One of my favorite parts of the book is when she talks about how she deflect a compliment about her success by saying, "I'm just so lucky." And then makes the distinction that by saying she's lucky it implies that she didn't earn it. She says, "I'm not lucky. You know what I am? I am smart, I am talented, I take advantage of opportunities that come my way and I work really, really hard. Don't call me lucky. Call me a badass." That you are, Shonda!
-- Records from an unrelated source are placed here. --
//! The COW engine (§2 component F, §4.2): share, unshare/copy, hint
//! handling, the P2M update ring, and the debug consistency check. Kept
//! as free functions over `&Vm`/`&PShareIndex`/`&dyn PageContent` rather
//! than a stateful object -- there is no COW-engine-specific state beyond
//! what `Vm` and `PShareIndex` already hold.

use crate::alloc::{AllocKind, PageAllocator};
use crate::error::{Error, Result};
use crate::fingerprint::Fingerprint;
use crate::hooks::{PageContent, SchedulerHooks};
use crate::ids::{Bpn, Mpn, Ppn, VmId};
use crate::pframe::PFrameState;
use crate::pshare::{AddIfSharedOutcome, PShareIndex};
use crate::vm::{HintUpdateKind, P2mUpdate, Vm};

#[derive(Debug, Clone, Copy)]
pub enum ShareOutcome {
    /// Now COW at `mpn` with the content entry's refcount after this
    /// share. `freed_private_mpn` is `Some` when the caller's own MPN
    /// turned out to differ from the canonical shared one and must be
    /// returned to the allocator.
    Shared { mpn: Mpn, refcount: u32, freed_private_mpn: Option<Mpn> },
    /// No content entry or hint existed (or a stale hint was evicted);
    /// this PPN is now advertised as a hint itself.
    InstalledAsHint,
}

/// A hint MATCH/STALE notification that must be delivered to `target`'s
/// own hint ring and then posted via `SchedulerHooks::post_hint_update`.
/// Kept as data rather than performed inline since `cow::share` only has
/// a handle to the *calling* VM, not a registry of every VM.
#[derive(Debug, Clone, Copy)]
pub struct PendingHintNotification {
    pub target: VmId,
    pub ppn: Ppn,
    pub kind: HintUpdateKind,
}

/// §4.2 "Share". Refuses a pinned page, a page present in the fast-path
/// cache, a page mid-swap, or a page already COW.
pub fn share(
    vm: &Vm,
    pshare: &PShareIndex,
    content: &dyn PageContent,
    ppn: Ppn,
) -> Result<(ShareOutcome, Option<PendingHintNotification>)> {
    vm.with_state_mut(|state| {
        if state.cache.contains(ppn) {
            return Err(Error::Busy);
        }
        let frame = state.directory.get_mut(ppn).ok_or(Error::BadParam)?;
        if frame.is_pinned() {
            return Err(Error::Busy);
        }
        let mpn = match frame.state() {
            PFrameState::Regular => frame.mpn().ok_or(Error::BadParam)?,
            PFrameState::CowHint => {
                let m = frame.mpn().ok_or(Error::BadParam)?;
                pshare.remove_hint(m);
                m
            }
            PFrameState::Cow => return Err(Error::Shared),
            _ => return Err(Error::Busy),
        };

        let data = content.read_page(mpn);
        let key = Fingerprint::of_page(&data);
        let outcome = pshare.add_if_shared(key, mpn, |candidate| content.read_page(candidate) == data);

        match outcome {
            AddIfSharedOutcome::Matched { shared_mpn, refcount } => {
                frame.set_cow(shared_mpn);
                let freed_private_mpn = if shared_mpn != mpn { Some(mpn) } else { None };
                Ok((ShareOutcome::Shared { mpn: shared_mpn, refcount, freed_private_mpn }, None))
            }
            AddIfSharedOutcome::PromotedFromHint { hint_owner, hint_owner_ppn } => {
                pshare.add(key, mpn, 2);
                frame.set_cow(mpn);
                let pending = PendingHintNotification { target: hint_owner, ppn: hint_owner_ppn, kind: HintUpdateKind::Match };
                Ok((ShareOutcome::Shared { mpn, refcount: 2, freed_private_mpn: None }, Some(pending)))
            }
            AddIfSharedOutcome::StaleHintEvicted { stale_owner, stale_owner_ppn } => {
                log::debug!("stale hint at {ppn} (was owned by {stale_owner}) evicted on share");
                pshare.add_hint(key, mpn, vm.id, ppn);
                frame.set_cow_hint(mpn);
                let pending = PendingHintNotification { target: stale_owner, ppn: stale_owner_ppn, kind: HintUpdateKind::Stale };
                Ok((ShareOutcome::InstalledAsHint, Some(pending)))
            }
            AddIfSharedOutcome::NoMatch => {
                pshare.add_hint(key, mpn, vm.id, ppn);
                frame.set_cow_hint(mpn);
                Ok((ShareOutcome::InstalledAsHint, None))
            }
        }
    })
}

/// §4.2 "Unshare/copy". On success, returns the MPN the PPN now resolves
/// to (REGULAR). When `from_monitor` is `false`, the old MPN's refcount
/// is *not* dropped yet -- an entry is queued on the VM's own P2M ring and
/// the P2M-update monitor action is posted (§4.2 step 3, §6 "events posted
/// to external collaborators"), to be drained later by [`ack_p2m`] once the
/// in-guest monitor confirms it has stopped using the old mapping.
pub fn unshare(
    vm: &Vm,
    pshare: &PShareIndex,
    alloc: &PageAllocator,
    content: &dyn PageContent,
    hooks: &dyn SchedulerHooks,
    ppn: Ppn,
    from_monitor: bool,
) -> Result<Mpn> {
    let (new_mpn, old_mpn, key, queued) = vm.with_state_mut(|state| {
        let frame = state.directory.get_mut(ppn).ok_or(Error::BadParam)?;
        if frame.state() != PFrameState::Cow {
            return Err(Error::NotShared);
        }
        let old_mpn = frame.mpn().ok_or(Error::BadParam)?;
        let data = content.read_page(old_mpn);
        let key = Fingerprint::of_page(&data);

        if pshare.remove_if_unshared(key, old_mpn) {
            frame.set_regular(old_mpn);
            return Ok((old_mpn, None, key, false));
        }

        let new_mpn = alloc.alloc(AllocKind::Any)?;
        content.write_page(new_mpn, &data);
        frame.set_regular(new_mpn);

        if from_monitor {
            Ok((new_mpn, Some(old_mpn), key, false))
        } else {
            state.p2m_ring.push(P2mUpdate { bpn: Bpn::from_ppn(ppn), mpn: old_mpn });
            Ok((new_mpn, None, key, true))
        }
    })?;

    if queued {
        hooks.post_p2m_update(vm.id);
    }

    if let Some(old_mpn) = old_mpn {
        if pshare.remove(key, old_mpn) == 0 {
            alloc.free(old_mpn, false);
        }
    }
    Ok(new_mpn)
}

/// Drain one entry from the VM's P2M ring, permanently dropping the
/// refcount on the old MPN it names (§4.2 step 3, §6 `ack_p2m`). Returns
/// the acknowledged BPN so the caller can report it upstream.
pub fn ack_p2m(vm: &Vm, pshare: &PShareIndex, alloc: &PageAllocator) -> Option<Bpn> {
    let entry = vm.with_state_mut(|state| state.p2m_ring.pop())?;
    if let Some((key, _)) = pshare.lookup_by_mpn(entry.mpn) {
        if pshare.remove(key, entry.mpn) == 0 {
            alloc.free(entry.mpn, false);
        }
    }
    Some(entry.bpn)
}

/// Non-destructive peek at the pending P2M ring (§6 `poll_p2m`).
pub fn poll_p2m(vm: &Vm) -> Vec<P2mUpdate> { vm.with_state(|state| state.p2m_ring.iter().copied().collect()) }

/// §4.2 "Consistency check (debug)": every COW PFrame must resolve to a
/// PShare entry whose recorded key matches the page's actual content.
pub fn consistency_check(vm: &Vm, pshare: &PShareIndex, content: &dyn PageContent) -> Result<()> {
    vm.with_state(|state| {
        for (ppn, frame) in state.directory.iter() {
            if frame.state() != PFrameState::Cow {
                continue;
            }
            let mpn = frame.mpn().ok_or_else(|| Error::fatal(vm.id, format!("COW frame at {ppn} has no MPN")))?;
            let (key, _refcount) = pshare
                .lookup_by_mpn(mpn)
                .ok_or_else(|| Error::fatal(vm.id, format!("COW frame at {ppn} has no PShare entry")))?;
            let actual = Fingerprint::of_page(&content.read_page(mpn));
            if actual != key {
                return Err(Error::fatal(vm.id, format!("COW frame at {ppn} fingerprint mismatch")));
            }
        }
        Ok(())
    })
}

#[cfg(test)]
mod tests {
    use super::*;
    use crate::config::Config;
    use crate::ids::VmId;
    use std::collections::HashMap;
    use std::sync::atomic::{AtomicUsize, Ordering};
    use std::sync::Mutex;

    struct MemContent {
        pages: Mutex<HashMap<Mpn, Vec<u8>>>,
    }

    impl MemContent {
        fn new() -> Self { MemContent { pages: Mutex::new(HashMap::new()) } }
        fn set(&self, mpn: Mpn, data: Vec<u8>) { self.pages.lock().unwrap().insert(mpn, data); }
    }

    impl PageContent for MemContent {
        fn read_page(&self, mpn: Mpn) -> Vec<u8> { self.pages.lock().unwrap().get(&mpn).cloned().unwrap_or_else(|| vec![0u8; 16]) }
        fn write_page(&self, mpn: Mpn, data: &[u8]) { self.pages.lock().unwrap().insert(mpn, data.to_vec()); }
        fn zero_page(&self) -> Mpn { Mpn(0) }
    }

    #[derive(Default)]
    struct CountingHooks {
        p2m_updates_posted: AtomicUsize,
    }

    impl SchedulerHooks for CountingHooks {
        fn request_swap_candidates(&self, _vm: VmId, _max_batch: usize) -> Vec<Ppn> { Vec::new() }
        fn post_p2m_update(&self, _vm: VmId) { self.p2m_updates_posted.fetch_add(1, Ordering::SeqCst); }
        fn post_hint_update(&self, _vm: VmId) {}
        fn post_remap_pickup(&self, _vm: VmId) {}
        fn on_vm_death(&self, _vm: VmId, _reason: &str) {}
        fn wait_memory_low(&self) {}
    }

    fn vm_with_regular_page(id: u32, ppn: u32, mpn: u64) -> Vm {
        let vm = Vm::new(VmId(id), 4096, &Config::default());
        vm.with_state_mut(|s| s.directory.get_or_insert_mut(Ppn(ppn)).set_regular(Mpn(mpn)));
        vm
    }

    #[test]
    fn two_vms_sharing_zero_page_end_with_refcount_two() {
        let pshare = PShareIndex::new();
        let content = MemContent::new();
        content.set(Mpn(1), vec![0u8; 16]);
        content.set(Mpn(2), vec![0u8; 16]);

        let vm1 = vm_with_regular_page(1, 0, 1);
        let vm2 = vm_with_regular_page(2, 0, 2);

        let (outcome1, note1) = share(&vm1, &pshare, &content, Ppn(0)).unwrap();
        assert!(matches!(outcome1, ShareOutcome::InstalledAsHint));
        assert!(note1.is_none());

        let (outcome2, note2) = share(&vm2, &pshare, &content, Ppn(0)).unwrap();
        match outcome2 {
            ShareOutcome::Shared { mpn, refcount, .. } => {
                assert_eq!(mpn, Mpn(2));
                assert_eq!(refcount, 2);
            }
            _ => panic!("expected second share to promote the hint"),
        }
        let note2 = note2.unwrap();
        assert_eq!(note2.target, VmId(1));
        assert_eq!(note2.ppn, Ppn(0));
        assert_eq!(note2.kind, HintUpdateKind::Match);

        vm1.with_state_mut(|s| s.directory.get_mut(Ppn(0)).unwrap().set_cow(Mpn(1)));
        assert_eq!(pshare.lookup_by_mpn(Mpn(2)), Some((Fingerprint::of_page(&[0u8; 16]), 2)));
    }

    #[test]
    fn unshare_from_outside_monitor_defers_refcount_drop() {
        let pshare = PShareIndex::new();
        let alloc = PageAllocator::new((0..8).map(Mpn), |_| 0, Mpn(0));
        let content = MemContent::new();
        content.set(Mpn(1), vec![0xABu8; 16]);

        let key = Fingerprint::of_page(&[0xABu8; 16]);
        pshare.add(key, Mpn(1), 2);

        let vm = Vm::new(VmId(1), 4096, &Config::default());
        vm.with_state_mut(|s| s.directory.get_or_insert_mut(Ppn(0)).set_cow(Mpn(1)));

        let hooks = CountingHooks::default();
        let new_mpn = unshare(&vm, &pshare, &alloc, &content, &hooks, Ppn(0), false).unwrap();
        assert_ne!(new_mpn, Mpn(1));
        assert_eq!(pshare.lookup_by_mpn(Mpn(1)).unwrap().1, 2, "refcount not yet dropped");
        assert!(!poll_p2m(&vm).is_empty());
        assert_eq!(hooks.p2m_updates_posted.load(Ordering::SeqCst), 1, "P2M-update action must be posted (§4.2 step 3)");

        let bpn = ack_p2m(&vm, &pshare, &alloc).unwrap();
        assert_eq!(bpn, Bpn::from_ppn(Ppn(0)));
        assert_eq!(pshare.lookup_by_mpn(Mpn(1)).unwrap().1, 1, "refcount dropped after ack");
    }

    #[test]
    fn unshare_of_non_cow_frame_is_not_shared_error() {
        let pshare = PShareIndex::new();
        let alloc = PageAllocator::new((0..4).map(Mpn), |_| 0, Mpn(0));
        let content = MemContent::new();
        let hooks = CountingHooks::default();
        let vm = vm_with_regular_page(1, 0, 5);
        assert_eq!(unshare(&vm, &pshare, &alloc, &content, &hooks, Ppn(0), true), Err(Error::NotShared));
    }

    #[test]
    fn unshare_from_monitor_does_not_post_p2m_update() {
        let pshare = PShareIndex::new();
        let alloc = PageAllocator::new((0..8).map(Mpn), |_| 0, Mpn(0));
        let content = MemContent::new();
        content.set(Mpn(1), vec![0xCDu8; 16]);
        let key = Fingerprint::of_page(&[0xCDu8; 16]);
        pshare.add(key, Mpn(1), 2);

        let vm = Vm::new(VmId(1), 4096, &Config::default());
        vm.with_state_mut(|s| s.directory.get_or_insert_mut(Ppn(0)).set_cow(Mpn(1)));

        let hooks = CountingHooks::default();
        unshare(&vm, &pshare, &alloc, &content, &hooks, Ppn(0), true).unwrap();
        assert_eq!(hooks.p2m_updates_posted.load(Ordering::SeqCst), 0, "monitor-initiated unshare drops the refcount immediately, no ring entry to post");
        assert!(poll_p2m(&vm).is_empty());
    }
}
Truth be told, I never really noticed how diverse her casts are. And if I did, I didn't think that much about it. The casts of characters in my books are diverse too and I was just thinking what I would say if someone asked me about it. I wouldn't know what to say. Then that night I read about Shonda being asked this exact question. Her answer was that diversity isn't special or rare. It's normal. She said she's normalizing television. "The goal is that everyone should get to turn on the TV and see someone who looks like them and loves like them. And just as important, everyone should turn on the TV and see someone who doesn't look like them and love like them. Because perhaps they will learn from them." And I like that answer.
I just loved this book. It was inspiring and somehow, I adore Shonda even more. So here's to all the writers and the badasses who are smart and talented and take advantage of opportunities, and work really, really hard. You go!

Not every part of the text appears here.